> _The problem_:
Look below. Copy each line that has "filename" in it.

[The records]

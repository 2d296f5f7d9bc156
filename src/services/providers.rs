use std::future::Future;
use std::sync::Arc;
use std::sync::atomic::{AtomicBool, Ordering};
use std::time::Duration;

use tracing::debug;

use crate::config::ProviderConfig;
use crate::error::{EstimatorError, ProviderError};
use crate::models::estimate::{AqiReading, Coordinates, IrradianceReading};
use crate::models::wire::{NominatimPlace, PowerDailyResponse, WaqiFeedResponse};

// ─── Seams ───────────────────────────────────────────────────────────────────

/// Turns a free-text address into coordinates. Failure aborts the calculation.
pub trait LocationResolver: Send + Sync {
    fn geocode(&self, address: &str) -> impl Future<Output = Result<Coordinates, EstimatorError>> + Send;
}

pub trait IrradianceProvider: Send + Sync {
    fn average_insolation(
        &self,
        at: Coordinates,
    ) -> impl Future<Output = Result<IrradianceReading, ProviderError>> + Send;
}

/// `Ok(None)` means the station answered but has no usable reading.
pub trait AirQualityProvider: Send + Sync {
    fn current_aqi(
        &self,
        at: Coordinates,
    ) -> impl Future<Output = Result<Option<AqiReading>, ProviderError>> + Send;
}

// ─── HTTP implementations ────────────────────────────────────────────────────

#[derive(Clone, Debug)]
pub struct NasaPowerClient {
    client: reqwest::Client,
    base_url: String,
    reference_year: i32,
    offline: Arc<AtomicBool>,
}

#[derive(Clone, Debug)]
pub struct WaqiClient {
    client: reqwest::Client,
    base_url: String,
    token: String,
    offline: Arc<AtomicBool>,
}

#[derive(Clone, Debug)]
pub struct NominatimGeocoder {
    client: reqwest::Client,
    base_url: String,
    offline: Arc<AtomicBool>,
}

/// The three live lookups sharing one HTTP client and the offline switch.
#[derive(Clone, Debug)]
pub struct Providers {
    pub geocoder: NominatimGeocoder,
    pub irradiance: NasaPowerClient,
    pub air_quality: WaqiClient,
}

impl Providers {
    pub fn new(cfg: &ProviderConfig, offline: Arc<AtomicBool>) -> Result<Self, reqwest::Error> {
        let client = reqwest::Client::builder()
            .user_agent(cfg.user_agent.clone())
            .timeout(Duration::from_secs(cfg.timeout_secs))
            .build()?;

        Ok(Self {
            geocoder: NominatimGeocoder {
                client: client.clone(),
                base_url: cfg.geocoder_url.trim_end_matches('/').to_string(),
                offline: offline.clone(),
            },
            irradiance: NasaPowerClient {
                client: client.clone(),
                base_url: cfg.irradiance_url.trim_end_matches('/').to_string(),
                reference_year: cfg.reference_year,
                offline: offline.clone(),
            },
            air_quality: WaqiClient {
                client,
                base_url: cfg.air_quality_url.trim_end_matches('/').to_string(),
                token: cfg.air_quality_token.clone(),
                offline,
            },
        })
    }
}

impl NasaPowerClient {
    fn url(&self, at: Coordinates) -> String {
        format!(
            "{}/api/temporal/daily/point?parameters=ALLSKY_SFC_SW_DWN&community=RE&longitude={}&latitude={}&format=JSON&start={year}0101&end={year}1231",
            self.base_url,
            at.lon,
            at.lat,
            year = self.reference_year
        )
    }
}

impl IrradianceProvider for NasaPowerClient {
    async fn average_insolation(&self, at: Coordinates) -> Result<IrradianceReading, ProviderError> {
        if self.offline.load(Ordering::Relaxed) {
            return Err(ProviderError::Offline);
        }

        let response = self.client.get(self.url(at)).send().await?;
        if !response.status().is_success() {
            return Err(ProviderError::Status(response.status().as_u16()));
        }
        let body = response.json::<PowerDailyResponse>().await?;

        match body.mean_daily_insolation() {
            Some(mean) if mean > 0.0 => {
                debug!("NASA POWER mean insolation at {:.4},{:.4}: {:.3}", at.lat, at.lon, mean);
                Ok(IrradianceReading {
                    avg_insolation_kwh_m2_day: mean,
                })
            }
            Some(mean) => Err(ProviderError::InvalidPayload(format!(
                "non-positive mean insolation {mean}"
            ))),
            None => Err(ProviderError::InvalidPayload("no valid daily values".into())),
        }
    }
}

impl AirQualityProvider for WaqiClient {
    async fn current_aqi(&self, at: Coordinates) -> Result<Option<AqiReading>, ProviderError> {
        if self.offline.load(Ordering::Relaxed) {
            return Err(ProviderError::Offline);
        }

        let url = format!("{}/feed/geo:{};{}/", self.base_url, at.lat, at.lon);
        let response = self
            .client
            .get(url)
            .query(&[("token", self.token.as_str())])
            .send()
            .await?;
        if !response.status().is_success() {
            return Err(ProviderError::Status(response.status().as_u16()));
        }
        let body = response.json::<WaqiFeedResponse>().await?;
        Ok(body.reading())
    }
}

impl LocationResolver for NominatimGeocoder {
    async fn geocode(&self, address: &str) -> Result<Coordinates, EstimatorError> {
        let address = address.trim();
        if address.is_empty() {
            return Err(EstimatorError::LocationUnresolved("no address given".into()));
        }
        if self.offline.load(Ordering::Relaxed) {
            return Err(EstimatorError::LocationUnresolved(
                "address lookup is disabled in offline mode".into(),
            ));
        }

        let unresolved = |reason: String| EstimatorError::LocationUnresolved(reason);

        let response = self
            .client
            .get(format!("{}/search", self.base_url))
            .query(&[("format", "json"), ("limit", "1"), ("q", address)])
            .send()
            .await
            .map_err(|e| unresolved(format!("geocoder request failed: {e}")))?;
        if !response.status().is_success() {
            return Err(unresolved(format!("geocoder returned status {}", response.status())));
        }
        let places = response
            .json::<Vec<NominatimPlace>>()
            .await
            .map_err(|e| unresolved(format!("geocoder payload unreadable: {e}")))?;

        let place = places
            .first()
            .ok_or_else(|| unresolved(format!("no match for '{address}'")))?;
        debug!("Geocoded '{}' to {}", address, place.display_name);
        place
            .coordinates()
            .ok_or_else(|| unresolved(format!("geocoder returned unusable coordinates for '{address}'")))
    }
}

#[cfg(test)]
mod tests {
    use super::*;

    fn providers(offline: bool) -> Providers {
        let cfg: ProviderConfig = serde_json::from_str("{}").unwrap();
        Providers::new(&cfg, Arc::new(AtomicBool::new(offline))).unwrap()
    }

    #[test]
    fn power_url_covers_reference_year() {
        let p = providers(false);
        let url = p.irradiance.url(Coordinates { lat: 22.06, lon: 78.94 });
        assert!(url.starts_with("https://power.larc.nasa.gov/api/temporal/daily/point?"));
        assert!(url.contains("longitude=78.94&latitude=22.06"));
        assert!(url.contains("start=20240101&end=20241231"));
    }

    #[tokio::test]
    async fn offline_mode_skips_network() {
        let p = providers(true);
        let at = Coordinates { lat: 22.06, lon: 78.94 };
        assert!(matches!(
            p.irradiance.average_insolation(at).await,
            Err(ProviderError::Offline)
        ));
        assert!(matches!(p.air_quality.current_aqi(at).await, Err(ProviderError::Offline)));
        assert!(matches!(
            p.geocoder.geocode("Chhindwara").await,
            Err(EstimatorError::LocationUnresolved(_))
        ));
    }

    #[tokio::test]
    async fn blank_address_is_unresolved() {
        let p = providers(false);
        assert!(matches!(
            p.geocoder.geocode("   ").await,
            Err(EstimatorError::LocationUnresolved(_))
        ));
    }

    #[test]
    fn offline_flag_is_shared() {
        let flag = Arc::new(AtomicBool::new(false));
        let cfg: ProviderConfig = serde_json::from_str("{}").unwrap();
        let p = Providers::new(&cfg, flag.clone()).unwrap();
        flag.store(true, Ordering::Relaxed);
        assert!(p.irradiance.offline.load(Ordering::Relaxed));
        assert!(p.geocoder.offline.load(Ordering::Relaxed));
    }
}
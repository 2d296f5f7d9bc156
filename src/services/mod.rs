pub mod environmental;
pub mod financial;
pub mod formatting;
pub mod gamification;
pub mod loan;
pub mod pipeline;
pub mod providers;
pub mod sizing;
pub mod subsidy;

[/The records]

> _Task answer_:
filename src/services/providers.rs
filename src/services/mod.rs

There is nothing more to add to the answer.